- VCD cover of the film
- Directed by: Maryo J. de los Reyes
- Written by: Jake Tordesillas
- Produced by: Vic R. Del Rosario Jr.; Ramon Salvador;
- Starring: William Martinez; J.C. Bonnin; Herbert Bautista; Raymond Lauchengco; Aga Muhlach;
- Cinematography: Joe Batac Jr.
- Edited by: Ike Jarlego Jr.
- Music by: Ricky Del Rosario
- Production company: Viva Films
- Release date: February 2, 1984;
- Running time: 116 minutes
- Country: Philippines
- Language: Filipino

= Bagets =

Bagets /tl/ (lit. Teens) is a 1984 Philippine coming-of-age comedy film directed by Maryo J. de los Reyes from a story and screenplay written by Jake Tordesillas. The film stars William Martinez, J.C. Bonnin, Herbert Bautista, Raymond Lauchengco, and Aga Muhlach as the titular teenagers, with the support cast includes Jobelle Salvador, Eula Valdez, Yayo Aguila, and Chanda Romero.

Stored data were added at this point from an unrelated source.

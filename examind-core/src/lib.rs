//! examind-core: adaptive exam engine with integrated proctoring
//!
//! This crate provides the core of a Computer Adaptive Test (CAT)
//! platform:
//!
//! - **Ability estimation** - [`estimator`] updates a running
//!   proficiency estimate and its standard error per answer
//! - **Item selection** - [`ItemSelector`] picks the closest-difficulty
//!   unused item, with a seeded tie-break and first-item exposure
//!   control
//! - **Session state machine** - [`CatSession`] drives the adaptive
//!   loop and its stopping rules
//! - **Proctoring** - [`ProctorMonitor`] ingests violation events,
//!   escalates, and can force-terminate a session
//! - **Coordination** - [`SessionCoordinator`] binds one session pair
//!   per examinee, serializes per-session access, and broadcasts
//!   status events over the [`EventBus`]
//!
//! # Quick Start
//!
//! ```no_run
//! use std::sync::Arc;
//!
//! use examind_core::{
//!     CoordinatorConfig, InMemoryItemBank, Item, MemoryEventBus, MemoryResultStore,
//!     SessionCoordinator,
//! };
//!
//! #[tokio::main]
//! async fn main() -> Result<(), Box<dyn std::error::Error>> {
//!     let bank = Arc::new(InMemoryItemBank::new());
//!     bank.insert_pool("algebra-101", vec![Item::new("q1", 4.0), Item::new("q2", 6.0)])
//!         .await;
//!
//!     let coordinator = SessionCoordinator::new(
//!         bank,
//!         Arc::new(MemoryResultStore::new()),
//!         Arc::new(MemoryEventBus::new(256)),
//!         CoordinatorConfig::default(),
//!     );
//!
//!     let session_id = coordinator.start("algebra-101", "examinee-7").await?;
//!     coordinator.device_ready(&session_id, true, true).await?;
//!
//!     let item = coordinator.next_item(&session_id).await?;
//!     coordinator.submit_answer(&session_id, &item.id, true, 850).await?;
//!     Ok(())
//! }
//! ```

pub mod coordinator;
pub mod error;
pub mod estimator;
pub mod events;
pub mod item;
pub mod proctor;
pub mod selector;
pub mod session;
pub mod store;

// Re-export key types for convenience
pub use coordinator::{CoordinatorConfig, SessionCoordinator, ViolationAck};
pub use error::{EngineError, ItemBankError, ProctorError, SessionError, StoreError};
pub use estimator::{AbilityUpdate, EstimatorConfig};
pub use events::{EventBus, EventSeq, ExamEvent, MemoryEventBus};
pub use item::{InMemoryItemBank, Item, ItemBank};
pub use proctor::{
    DeviceStatus, ProctorAction, ProctorMonitor, ProctorPolicy, ProctorState, SeverityWeights,
    Violation, ViolationKind,
};
pub use selector::ItemSelector;
pub use session::{
    CatConfig, CatSession, CatState, Response, SubmitOutcome, TerminationPolicy, TerminationReason,
};
pub use store::{ExamRecord, FlakyResultStore, MemoryResultStore, ResultStore};
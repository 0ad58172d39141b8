//! Event type definitions

use serde::{Deserialize, Serialize};

use crate::proctor::ViolationKind;
use crate::session::TerminationReason;

/// Session-status events published to observers
#[derive(Debug, Clone, PartialEq, Serialize, Deserialize)]
#[serde(tag = "type", rename_all = "snake_case")]
pub enum ExamEvent {
    /// A session was created and is awaiting device setup
    SessionStarted {
        session_id: String,
        exam_id: String,
        examinee_id: String,
    },

    /// Device setup finished; the adaptive loop may begin
    SessionActivated { session_id: String },

    /// Camera/microphone readiness changed
    DeviceStatusChanged {
        session_id: String,
        camera: bool,
        microphone: bool,
    },

    /// An item was issued to the examinee
    ItemIssued {
        session_id: String,
        item_id: String,
        difficulty: f64,
    },

    /// An answer was recorded and the estimate updated
    ResponseRecorded {
        session_id: String,
        item_id: String,
        is_correct: bool,
        ability: f64,
        standard_error: f64,
        sequence_index: u32,
    },

    /// A proctoring violation was recorded
    ViolationRecorded {
        session_id: String,
        kind: ViolationKind,
        severity: f64,
        escalation_level: u8,
    },

    /// The session crossed the review threshold
    EscalationRaised { session_id: String, level: u8 },

    /// The session completed naturally
    SessionCompleted {
        session_id: String,
        reason: TerminationReason,
        ability: f64,
        standard_error: f64,
    },

    /// The session was aborted (proctoring, cancellation, or
    /// infrastructure failure)
    SessionAborted {
        session_id: String,
        reason: TerminationReason,
    },
}

impl ExamEvent {
    /// The session this event belongs to
    pub fn session_id(&self) -> &str {
        match self {
            ExamEvent::SessionStarted { session_id, .. }
            | ExamEvent::SessionActivated { session_id }
            | ExamEvent::DeviceStatusChanged { session_id, .. }
            | ExamEvent::ItemIssued { session_id, .. }
            | ExamEvent::ResponseRecorded { session_id, .. }
            | ExamEvent::ViolationRecorded { session_id, .. }
            | ExamEvent::EscalationRaised { session_id, .. }
            | ExamEvent::SessionCompleted { session_id, .. }
            | ExamEvent::SessionAborted { session_id, .. } => session_id,
        }
    }
}

#[cfg(test)]
mod tests {
    use super::*;

    #[test]
    fn exam_event_serializes_with_type_tag() {
        let event = ExamEvent::SessionActivated {
            session_id: "s1".to_string(),
        };
        let json = serde_json::to_string(&event).unwrap();
        assert!(json.contains("\"type\":\"session_activated\""));
    }

    #[test]
    fn exam_event_serialization_roundtrip() {
        let events = vec![
            ExamEvent::SessionStarted {
                session_id: "s1".to_string(),
                exam_id: "exam-1".to_string(),
                examinee_id: "alice".to_string(),
            },
            ExamEvent::ResponseRecorded {
                session_id: "s1".to_string(),
                item_id: "q3".to_string(),
                is_correct: true,
                ability: 5.6,
                standard_error: 0.9,
                sequence_index: 0,
            },
            ExamEvent::ViolationRecorded {
                session_id: "s1".to_string(),
                kind: ViolationKind::FocusLoss,
                severity: 1.0,
                escalation_level: 0,
            },
            ExamEvent::SessionAborted {
                session_id: "s1".to_string(),
                reason: TerminationReason::Cancelled,
            },
        ];
        for event in events {
            let json = serde_json::to_string(&event).unwrap();
            let parsed: ExamEvent = serde_json::from_str(&json).unwrap();
            assert_eq!(event, parsed);
        }
    }

    #[test]
    fn session_id_is_extractable_from_every_variant() {
        let event = ExamEvent::ItemIssued {
            session_id: "sess-42".to_string(),
            item_id: "q1".to_string(),
            difficulty: 4.0,
        };
        assert_eq!(event.session_id(), "sess-42");
    }
}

Produced and distributed by Viva Films, the film was theatrically released on February 2, 1984. It became a success for the film studio which spawned a sequel, a television remake, and a musical adaptation.

== Plot ==
The movie focuses on the lives of five young boys – boy next door Adie, "overstaying" Tonton, the geeky Gilbert, the martial arts buff Toffee, and rich guy Arnel – as they try to pass senior year in a different high school (they were kicked out from their previous school). Along the way, they encounter some of the typical adventures and misadventures common to adolescents - young love, family problems, and sexual hijinks.

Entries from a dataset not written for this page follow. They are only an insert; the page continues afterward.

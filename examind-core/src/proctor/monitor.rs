//! Per-session proctoring state machine
//!
//! Runs alongside the CAT session with its own clock and state. It
//! ingests pre-classified violation events, tracks cumulative weighted
//! severity, and tells the coordinator when to flag a session for
//! review or stop it outright. It never touches ability estimation.

use std::time::Instant;

use chrono::Utc;
use serde::{Deserialize, Serialize};

use crate::error::ProctorError;

use super::policy::ProctorPolicy;
use super::types::{DeviceStatus, Violation, ViolationKind};

/// State of the proctoring monitor
#[derive(Debug, Clone, Copy, PartialEq, Eq, Serialize, Deserialize)]
#[serde(rename_all = "snake_case")]
pub enum ProctorState {
    /// Waiting for required devices to report ready
    AwaitingDeviceSetup,
    /// Devices ready; accepting violation events
    Monitoring,
    /// Review threshold crossed; session continues, flagged for a human
    Escalated,
    /// Termination threshold crossed; the session must be aborted
    /// (never reverts)
    ForcedTermination,
}

/// What the coordinator should do after a violation is recorded
#[derive(Debug, Clone, PartialEq)]
pub enum ProctorAction {
    /// Recorded below the review threshold
    Recorded,
    /// Review threshold crossed (now or earlier); session continues
    Escalated { level: u8 },
    /// Termination threshold crossed; abort the bound CAT session
    ForceTerminate { summary: String },
}

/// Proctoring monitor for a single session
pub struct ProctorMonitor {
    state: ProctorState,
    device: DeviceStatus,
    violations: Vec<Violation>,
    cumulative_severity: f64,
    escalation_level: u8,
    policy: ProctorPolicy,
    setup_deadline: Instant,
}

impl ProctorMonitor {
    pub fn new(policy: ProctorPolicy) -> Self {
        let setup_deadline =
            Instant::now() + std::time::Duration::from_secs(policy.setup_timeout_secs);
        Self {
            state: ProctorState::AwaitingDeviceSetup,
            device: DeviceStatus::default(),
            violations: Vec::new(),
            cumulative_severity: 0.0,
            escalation_level: 0,
            policy,
            setup_deadline,
        }
    }

    pub fn state(&self) -> ProctorState {
        self.state
    }

    pub fn device_status(&self) -> DeviceStatus {
        self.device
    }

    pub fn violations(&self) -> &[Violation] {
        &self.violations
    }

    pub fn cumulative_severity(&self) -> f64 {
        self.cumulative_severity
    }

    /// Escalation level: 0 = clean, 1 = flagged for review,
    /// 2 = force-terminated. Monotonically non-decreasing.
    pub fn escalation_level(&self) -> u8 {
        self.escalation_level
    }

    /// Whether the required devices currently report ready
    pub fn devices_ready(&self) -> bool {
        (!self.policy.require_camera || self.device.camera)
            && (!self.policy.require_microphone || self.device.microphone)
    }

    /// Whether the setup window has expired without the devices ever
    /// becoming ready
    pub fn setup_expired(&self) -> bool {
        self.state == ProctorState::AwaitingDeviceSetup && Instant::now() > self.setup_deadline
    }

    /// Ingest a camera/microphone readiness report
    ///
    /// Leaves `AwaitingDeviceSetup` once the required devices are
    /// ready. After the setup deadline the session can no longer start
    /// and `SetupTimedOut` is reported instead.
    pub fn device_update(&mut self, camera: bool, microphone: bool) -> Result<ProctorState, ProctorError> {
        if self.state == ProctorState::ForcedTermination {
            return Err(ProctorError::Terminated);
        }
        if self.setup_expired() {
            return Err(ProctorError::SetupTimedOut);
        }

        self.device = DeviceStatus { camera, microphone };
        if self.state == ProctorState::AwaitingDeviceSetup && self.devices_ready() {
            self.state = ProctorState::Monitoring;
            tracing::info!("proctoring devices ready, monitoring started");
        }
        Ok(self.state)
    }

    /// Record a violation and apply the escalation policy
    ///
    /// Severity comes from the policy's per-kind weights; cumulative
    /// severity over the session lifetime is compared against the
    /// review and termination thresholds. Violations reported after
    /// forced termination are rejected.
    pub fn report_violation(
        &mut self,
        kind: ViolationKind,
        description: Option<String>,
    ) -> Result<ProctorAction, ProctorError> {
        if self.state == ProctorState::ForcedTermination {
            return Err(ProctorError::Terminated);
        }

        let severity = self.policy.severity.weight(kind);
        self.violations.push(Violation {
            kind,
            severity,
            at: Utc::now(),
            description,
        });
        self.cumulative_severity += severity;

        if self.cumulative_severity >= self.policy.termination_threshold {
            self.state = ProctorState::ForcedTermination;
            self.escalation_level = 2;
            let summary = self.summary();
            tracing::warn!(
                cumulative_severity = self.cumulative_severity,
                violations = self.violations.len(),
                "proctoring forced termination"
            );
            return Ok(ProctorAction::ForceTerminate { summary });
        }

        if self.cumulative_severity >= self.policy.review_threshold {
            if self.state == ProctorState::Monitoring {
                self.state = ProctorState::Escalated;
                tracing::info!(
                    cumulative_severity = self.cumulative_severity,
                    "session escalated for review"
                );
            }
            self.escalation_level = self.escalation_level.max(1);
            return Ok(ProctorAction::Escalated {
                level: self.escalation_level,
            });
        }

        Ok(ProctorAction::Recorded)
    }

    /// One-line description of the violation history, attached to
    /// forced-termination reasons
    pub fn summary(&self) -> String {
        let last = self
            .violations
            .last()
            .map(|v| v.kind.as_str())
            .unwrap_or("none");
        format!(
            "{} violation(s), cumulative severity {:.1}, last: {}",
            self.violations.len(),
            self.cumulative_severity,
            last
        )
    }
}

However, all does not go well, as their separate backgrounds generate problems of their own. Arnel is the only son whose parents want to take over the family business and his mother disapproves of his choice of girlfriend, Janice, who comes from a middle-class background. Toffee seeks companionship in Christine, an older flight attendant, because his own mother, an actress, does not attend to his needs. Gilbert lives in a rented apartment where his mother is hard at work as a businesswoman and the father, a policeman, often hangs out at the sauna baths when the rent is already months overdue. His situation is also the same as that of Tonton, who has stayed in senior year for four years. Adie's in love with Ivy, a girl next door who's actually married.

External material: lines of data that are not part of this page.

//! Violation and device status types

use chrono::{DateTime, Utc};
use serde::{Deserialize, Serialize};

/// Pre-classified violation signals from the proctoring client
///
/// The engine never sees raw media; clients classify events before
/// reporting them.
#[derive(Debug, Clone, Copy, PartialEq, Eq, Serialize, Deserialize)]
#[serde(rename_all = "snake_case")]
pub enum ViolationKind {
    /// Exam window or tab lost focus
    FocusLoss,
    /// Examinee switched to another application
    WindowSwitch,
    /// Camera or microphone disconnected mid-session
    DeviceDisconnect,
    /// Face left the camera frame
    FaceNotVisible,
    /// More than one face in frame
    MultipleFaces,
    /// A prohibited application was detected
    ProhibitedApp,
    /// Flagged manually by a live proctor
    ManualFlag,
    /// Anything the client could not classify
    Other,
}

impl ViolationKind {
    pub fn as_str(&self) -> &'static str {
        match self {
            Self::FocusLoss => "focus_loss",
            Self::WindowSwitch => "window_switch",
            Self::DeviceDisconnect => "device_disconnect",
            Self::FaceNotVisible => "face_not_visible",
            Self::MultipleFaces => "multiple_faces",
            Self::ProhibitedApp => "prohibited_app",
            Self::ManualFlag => "manual_flag",
            Self::Other => "other",
        }
    }
}

/// One recorded violation
#[derive(Debug, Clone, PartialEq, Serialize, Deserialize)]
pub struct Violation {
    pub kind: ViolationKind,
    /// Weighted severity assigned by the policy at intake
    pub severity: f64,
    pub at: DateTime<Utc>,
    pub description: Option<String>,
}

/// Readiness of the proctoring devices
#[derive(Debug, Clone, Copy, PartialEq, Eq, Default, Serialize, Deserialize)]
pub struct DeviceStatus {
    pub camera: bool,
    pub microphone: bool,
}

Reality hits the gang the hardest when Tonton loses his girlfriend, Rose, in a car accident while drag racing on the same night of the junior-senior prom. As graduation day draws near, it dawns on the gang that they will have to grow up to prepare for life after high school.

== Cast ==
- Main cast
- William Martinez as Tonton
- J.C. Bonnin as Toffee
- Herbert Bautista as Gilbert
- Raymond Lauchengco as Arnel
- Aga Muhlach as Adie

- Supporting cast
- Jobelle Salvador as Melissa
- Eula Valdez as Janice
- Yayo Aguila as Rose
- Irma Alegre as Fe Alvarez
- Chanda Romero as Christine
- Herminio Bautista as Butch Bautista
- Baby Delgado as Ivy
- Bembol Roco as Buko Vendor
- Romeo Rivera as Arnel's father
- Robert Campos as Ivy's husband
- Rodolfo 'Boy' Garcia as Tonton's father
- Lita Gutierez as Tonton's mother
- Celia Rodriguez as Adie's mother
- Luz Valdez as Gilbert's mother
- Rosemarie Gil as Arnel's mother
- Liza Lorena as Toffee's mother

==Production==
The idea of Bagets was conceptualized by Douglas Quijano, the project coordinator and talent manager for Regal Films. With William Lorenzo, a young actor whom Quijano served as his manager, on-board on helping his project, they pitched the concept to Lily Monteverde, the foundress-producer of the said studio, who later approved of the idea. However, with Monteverde's casting choices which led to their dissatisfaction, they went to pitch the concept again to Vic R. Del Rosario Jr., who founded and served as producer for the then-fledgling Viva Films. Del Rosario believed that Quijano and Lorenzo's concept was a good idea to launch his newly-signed stars Herbert Bautista, Aga Muhlach, Raymond Lauchengco, and JC Bonnin.

==Bagets 2==

===Plot===
Produced in the same year as Bagets, Bagets 2 is set in the immediate summer after the events of the first movie, and deals with more of the guys' misadventures as they prepare for college. The film most deals with their participation in an arts workshop and inter-personal relationships with three new characters - Wally, Gilbert's cousin and a young man forced by his mother to become a priest; Mikee, a TV director's son looking for his big break, and Ponce, an auto expert-cum inside-dancer. Also included in the mix is Ruth, Tonton & Toffee's balikbayan cousin.

===Cast of Bagets 2===
Most of the cast from the original movie returned, including the actors who played the lead characters' parents. However, Aga Muhlach (Adie) and Jobelle Salvador (Melissa) did not reprise their roles. According to the Bagets DVD feature "Flashback: The BAGETS Reunion," Muhlach's career was already taking off at the time. Salvador's absence has not been explained. As a result, their circumstances were written in the story - Adie flew off to the United States at the start of the movie, while Melissa went to Davao to join her father.

- William Martinez as Tonton
- J.C. Bonnin as Toffee
- Herbert Bautista as Gilbert
- Raymond Lauchengco as Arnel
- Ramon Christopher as Mikee
- Cheska Iñigo as Ruth
- Eula Valdez as Janice
- Francis Magalona as Ponce aka Pawnshop
- Jon Hernandez as Wally
- Monette Rivera as Noreen Burgos
- Claudette Khan as Emerie Tuazon
- Grace Gonzales as Sarah Jane
- Mariglen Ordonez as Glenda
- Joy Maniego as Nicolette
- Cherie Gil as Marinel
- Rina Reyes

==Bagets: The Reunion==
In 2007, Bagets director Maryo J. de los Reyes revealed that Viva Films will be doing a Bagets reunion movie. The original cast of both Bagets films was supposed to star in this installment. The movie had a 2008 production start date.

However, Raymond Lauchengco, one of the original five lead actors, said the film will not be done at all because some members of the cast no longer had the appetite to see it through.

==Remake==

Bagets: Just Got Lucky is an afternoon youth-oriented television show in the Philippines that is produced by Viva Television and developed by TV5. It is a remake of the 1984 films Bagets and Bagets 2.

==Bagets: The Musical==
In 2026, the movie was adapted into stage play called, Bagets The Musical directed by Vincent Lim which stars Andres Muhlach, KD Estrada, Tomas Rodriguez, Jeff Moses and Milo Cruz. The theatrical production ran from January to March 2026 held at Newport Performing Arts Theater.